Dynamic Route Triggering for All Paths

Current behavior

Our root-level dynamic route [username]/page.tsx is causing our rate limiting middleware to execute for every path in the application, including the landing page (/) and all static routes. This happens despite having dedicated static routes for these paths.

Expected behavior

Static routes should take precedence over dynamic routes. When visiting the landing page (/) or any static route, the dynamic [username] route’s server action and its middleware should not execute at all.

Code that reproduces the issue

app/
  [username]/
    page.tsx
    lookup.action.ts
  page.tsx (landing page)
// app/[username]/lookup.action.ts
export const lookupUser = action
  .schema(LookupSchema)
  .use(withRateLimit) // Rate limiting middleware runs for ALL routes
  .action(async ({ parsedInput: { username } }) => {
    // ...
  })

// app/[username]/page.tsx
export default async function Profile({ params }: { params: { username: string } }) {
  const { username } = params
  
  const res = await lookupUser({ username }) // This triggers rate limit middleware
  
  // ...
}

The issue is that the rate limiting middleware in our server action is being triggered for every route in the application, including the root landing page (/).

What’s the recommended pattern for implementing username routes at the root level while ensuring our middleware doesn’t execute for static routes like the landing page?

We discovered that browser requests for /favicon.ico are triggering our root-level dynamic route [username]/page.tsx (with “favicon.ico” as the username parameter).
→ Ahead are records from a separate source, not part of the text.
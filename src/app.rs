//! Top-level application orchestration.
//!
//! `src/main.rs` is intentionally tiny; this module is the "real main" that:
//! - loads `.env` and initializes logging
//! - parses CLI arguments
//! - validates the profile table
//! - runs the server or one of the inspection commands

use clap::Parser;
use rand::SeedableRng;
use rand::rngs::StdRng;
use tracing_subscriber::EnvFilter;

use crate::cli::{Command, SampleArgs, ServeArgs};
use crate::domain::{profiles, validate_profiles};
use crate::error::AppError;

pub mod pipeline;

const DEFAULT_LOG_FILTER: &str = "labkib=info,tower_http=info";

/// Entry point for the `labkib` binary.
pub fn run() -> Result<(), AppError> {
    // A missing .env is fine; everything has a default or a flag.
    let _ = dotenvy::dotenv();
    init_tracing();

    let argv = rewrite_args(std::env::args().collect());
    let cli = crate::cli::Cli::parse_from(argv);

    validate_profiles().map_err(|e| AppError::new(3, format!("Invalid profile table: {e}")))?;

    match cli.command {
        Command::Serve(args) => handle_serve(args),
        Command::Profiles => handle_profiles(),
        Command::Sample(args) => handle_sample(args),
    }
}

fn init_tracing() {
    let filter = EnvFilter::try_from_default_env().unwrap_or_else(|_| EnvFilter::new(DEFAULT_LOG_FILTER));
    // Ignore the error if a subscriber is already installed.
    let _ = tracing_subscriber::fmt().with_env_filter(filter).try_init();
}

fn handle_serve(args: ServeArgs) -> Result<(), AppError> {
    let config = args.server_config();
    let runtime = tokio::runtime::Builder::new_multi_thread()
        .enable_all()
        .build()
        .map_err(|e| AppError::new(1, format!("Failed to start async runtime: {e}")))?;
    runtime.block_on(crate::server::serve(config))
}

fn handle_profiles() -> Result<(), AppError> {
    println!("{}", to_json(&profiles())?);
    Ok(())
}

fn handle_sample(args: SampleArgs) -> Result<(), AppError> {
    let mut rng = match args.seed {
        Some(seed) => StdRng::seed_from_u64(seed),
        None => StdRng::from_entropy(),
    };
    let view = pipeline::setup(args.sub_kind, &mut rng)?;
    println!("{}", to_json(&view)?);
    Ok(())
}

fn to_json<T: serde::Serialize>(value: &T) -> Result<String, AppError> {
    serde_json::to_string_pretty(value).map_err(|e| AppError::new(4, format!("Failed to encode JSON: {e}")))
}

/// Rewrite argv so `labkib` defaults to `labkib serve`.
///
/// Rules:
/// - `labkib`                          -> `labkib serve`
/// - `labkib --listen 0.0.0.0:80 ...`  -> `labkib serve --listen 0.0.0.0:80 ...`
/// - `labkib --help/--version/-h`      -> unchanged (show top-level help/version)
fn rewrite_args(mut argv: Vec<String>) -> Vec<String> {
    let Some(arg1) = argv.get(1).cloned() else {
        argv.push("serve".to_string());
        return argv;
    };

    let is_top_level_help_or_version = matches!(
        arg1.as_str(),
        "-h" | "--help" | "-V" | "--version" | "help"
    );
    if is_top_level_help_or_version {
        return argv;
    }

    let is_subcommand = matches!(arg1.as_str(), "serve" | "profiles" | "sample");
    if is_subcommand {
        return argv;
    }

    if arg1.starts_with('-') {
        argv.insert(1, "serve".to_string());
        return argv;
    }

    argv
}
//! Route optimization bridge.
//!
//! The optimizer is an external executable. It reads a distance matrix from a
//! fixed JSON file and prints its answer as JSON on stdout:
//!
//! ```text
//! {"path": [0, 2, 1], "cost": 17.5, ...}
//! ```
//!
//! `RouteSolver` is the seam the HTTP layer depends on; `ProcessSolver` is the
//! production implementation. Because the input file is shared, invocations
//! are serialized, and every run is bounded by a wall-clock timeout after
//! which the child is killed.

use std::path::PathBuf;
use std::process::{Output, Stdio};
use std::time::Duration;

use async_trait::async_trait;
use serde::{Deserialize, Serialize};
use serde_json::Value;
use thiserror::Error;
use tokio::process::Command;
use tokio::sync::Mutex;
use tracing::{info, warn};

/// Default wall-clock limit for one optimizer run.
pub const DEFAULT_TIMEOUT: Duration = Duration::from_secs(30);

/// Square distance matrix.
pub type Matrix = Vec<Vec<f64>>;

#[derive(Debug, Error)]
pub enum BridgeError {
    #[error("optimizer executable not found at {0}")]
    MissingExecutable(PathBuf),

    #[error("invalid request: {0}")]
    InvalidRequest(String),

    #[error("optimizer produced no output")]
    EmptyOutput,

    #[error("optimizer output is not valid JSON: {0}")]
    MalformedOutput(String),

    #[error("optimizer exited with status {code:?}: {stderr}")]
    NonZeroExit { code: Option<i32>, stderr: String },

    #[error("optimizer did not finish within {0:?}")]
    Timeout(Duration),

    #[error("optimizer I/O failed: {0}")]
    Io(#[from] std::io::Error),
}

/// Optimizer answer. Missing fields default to an empty path and zero cost.
#[derive(Debug, Clone, PartialEq, Serialize)]
pub struct Solution {
    pub path: Vec<Value>,
    pub cost: f64,
    pub full_result: Value,
}

#[derive(Deserialize)]
struct RawSolution {
    #[serde(default)]
    path: Vec<Value>,
    #[serde(default)]
    cost: f64,
}

impl Solution {
    /// Parse the optimizer's stdout.
    pub fn from_stdout(stdout: &str) -> Result<Self, BridgeError> {
        let text = stdout.trim();
        if text.is_empty() {
            return Err(BridgeError::EmptyOutput);
        }
        let full_result: Value =
            serde_json::from_str(text).map_err(|e| BridgeError::MalformedOutput(e.to_string()))?;
        let raw: RawSolution = serde_json::from_value(full_result.clone())
            .map_err(|e| BridgeError::MalformedOutput(e.to_string()))?;
        Ok(Self {
            path: raw.path,
            cost: raw.cost,
            full_result,
        })
    }
}

/// Reject empty and non-square matrices.
pub fn validate_matrix(matrix: &Matrix) -> Result<(), BridgeError> {
    let n = matrix.len();
    if n == 0 {
        return Err(BridgeError::InvalidRequest("matrix is empty".into()));
    }
    if let Some((i, row)) = matrix.iter().enumerate().find(|(_, row)| row.len() != n) {
        return Err(BridgeError::InvalidRequest(format!(
            "matrix must be square: row {i} has {} entries, expected {n}",
            row.len()
        )));
    }
    Ok(())
}

#[async_trait]
pub trait RouteSolver: Send + Sync {
    async fn solve(&self, matrix: Matrix) -> Result<Solution, BridgeError>;
}

/// Runs the optimizer as a child process.
#[derive(Debug)]
pub struct ProcessSolver {
    executable: PathBuf,
    args: Vec<String>,
    input_path: PathBuf,
    timeout: Duration,
    lock: Mutex<()>,
}

impl ProcessSolver {
    pub fn new(executable: impl Into<PathBuf>, input_path: impl Into<PathBuf>) -> Self {
        Self {
            executable: executable.into(),
            args: Vec::new(),
            input_path: input_path.into(),
            timeout: DEFAULT_TIMEOUT,
            lock: Mutex::new(()),
        }
    }

    pub fn with_args(mut self, args: Vec<String>) -> Self {
        self.args = args;
        self
    }

    pub fn with_timeout(mut self, timeout: Duration) -> Self {
        self.timeout = timeout;
        self
    }
}

impl ProcessSolver {
    /// Write the shared input file and run the executable, one run at a time.
    async fn run_exclusive(&self, matrix: &Matrix) -> Result<Output, BridgeError> {
        let _guard = self.lock.lock().await;

        let body = serde_json::to_vec_pretty(matrix)
            .map_err(|e| BridgeError::InvalidRequest(e.to_string()))?;
        if let Some(parent) = self.input_path.parent() {
            tokio::fs::create_dir_all(parent).await?;
        }
        tokio::fs::write(&self.input_path, body).await?;

        let child = Command::new(&self.executable)
            .args(&self.args)
            .stdin(Stdio::null())
            .stdout(Stdio::piped())
            .stderr(Stdio::piped())
            .kill_on_drop(true)
            .spawn()?;
        Ok(child.wait_with_output().await?)
    }
}

#[async_trait]
impl RouteSolver for ProcessSolver {
    async fn solve(&self, matrix: Matrix) -> Result<Solution, BridgeError> {
        validate_matrix(&matrix)?;
        if !tokio::fs::try_exists(&self.executable).await? {
            return Err(BridgeError::MissingExecutable(self.executable.clone()));
        }

        // The deadline covers waiting for earlier runs as well as this one;
        // dropping the future on timeout drops the child, which kills it.
        let output = match tokio::time::timeout(self.timeout, self.run_exclusive(&matrix)).await {
            Ok(output) => output?,
            Err(_) => {
                warn!(executable = %self.executable.display(), timeout = ?self.timeout, "optimizer timed out");
                return Err(BridgeError::Timeout(self.timeout));
            }
        };

        if !output.status.success() {
            return Err(BridgeError::NonZeroExit {
                code: output.status.code(),
                stderr: String::from_utf8_lossy(&output.stderr).trim().to_string(),
            });
        }

        let solution = Solution::from_stdout(&String::from_utf8_lossy(&output.stdout))?;
        info!(n = matrix.len(), cost = solution.cost, "optimizer finished");
        Ok(solution)
    }
}

#[cfg(test)]
mod tests {
    use super::*;
    use std::path::Path;

    fn script(dir: &Path, body: &str) -> String {
        let path = dir.join("solver.sh");
        std::fs::write(&path, body).unwrap();
        path.to_string_lossy().into_owned()
    }

    fn solver(dir: &Path, body: &str) -> ProcessSolver {
        ProcessSolver::new("/bin/sh", dir.join("komi/matrix_input.json"))
            .with_args(vec![script(dir, body)])
            .with_timeout(Duration::from_secs(10))
    }

    fn square() -> Matrix {
        vec![vec![0.0, 1.0], vec![1.0, 0.0]]
    }

    #[test]
    fn stdout_defaults_missing_fields() {
        let s = Solution::from_stdout(r#"{"other": 1}"#).unwrap();
        assert!(s.path.is_empty());
        assert_eq!(s.cost, 0.0);
        assert_eq!(s.full_result["other"], 1);

        assert!(matches!(Solution::from_stdout("  \n"), Err(BridgeError::EmptyOutput)));
        assert!(matches!(
            Solution::from_stdout("not json"),
            Err(BridgeError::MalformedOutput(_))
        ));
    }

    #[test]
    fn matrix_must_be_square() {
        assert!(validate_matrix(&square()).is_ok());
        assert!(matches!(validate_matrix(&Vec::new()), Err(BridgeError::InvalidRequest(_))));
        assert!(matches!(
            validate_matrix(&vec![vec![0.0, 1.0], vec![1.0]]),
            Err(BridgeError::InvalidRequest(_))
        ));
    }

    #[tokio::test]
    async fn writes_matrix_and_parses_answer() {
        let tmp = tempfile::tempdir().unwrap();
        let s = solver(tmp.path(), "echo '{\"path\": [0, 1], \"cost\": 2.5}'\n");
        let solution = s.solve(square()).await.unwrap();
        assert_eq!(solution.path.len(), 2);
        assert_eq!(solution.cost, 2.5);

        let written = std::fs::read_to_string(tmp.path().join("komi/matrix_input.json")).unwrap();
        let back: Matrix = serde_json::from_str(&written).unwrap();
        assert_eq!(back, square());
    }

    #[tokio::test]
    async fn sleeping_solver_times_out() {
        let tmp = tempfile::tempdir().unwrap();
        let s = solver(tmp.path(), "sleep 5\n").with_timeout(Duration::from_millis(200));
        let err = s.solve(square()).await.unwrap_err();
        assert!(matches!(err, BridgeError::Timeout(_)));
    }

    #[tokio::test]
    async fn queued_run_times_out_while_waiting_for_lock() {
        let tmp = tempfile::tempdir().unwrap();
        let s = solver(tmp.path(), "echo '{\"cost\": 1}'\n").with_timeout(Duration::from_millis(200));
        let held = s.lock.lock().await;
        let err = s.solve(square()).await.unwrap_err();
        assert!(matches!(err, BridgeError::Timeout(_)));
        assert!(!tmp.path().join("komi/matrix_input.json").exists());

        drop(held);
        assert_eq!(s.solve(square()).await.unwrap().cost, 1.0);
    }

    #[tokio::test]
    async fn failures_are_classified() {
        let tmp = tempfile::tempdir().unwrap();

        let s = solver(tmp.path(), "echo boom >&2\nexit 3\n");
        match s.solve(square()).await.unwrap_err() {
            BridgeError::NonZeroExit { code, stderr } => {
                assert_eq!(code, Some(3));
                assert_eq!(stderr, "boom");
            }
            other => panic!("unexpected error: {other:?}"),
        }

        let s = solver(tmp.path(), "true\n");
        assert!(matches!(s.solve(square()).await, Err(BridgeError::EmptyOutput)));

        let s = ProcessSolver::new(tmp.path().join("missing"), tmp.path().join("in.json"));
        assert!(matches!(
            s.solve(square()).await,
            Err(BridgeError::MissingExecutable(_))
        ));
    }
}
This causes our rate limiting middleware to execute on every page load, even for static routes, as each page load generates a favicon request.

Is this expected behavior? What’s the recommended way to handle root-level dynamic routes for biolink-style applications (domain.com/username) without having asset requests like favicon.ico trigger the dynamic route’s middleware?

While we can exclude favicon.ico in our middleware, this seems like an architectural issue where static asset requests shouldn’t be processed by dynamic routes.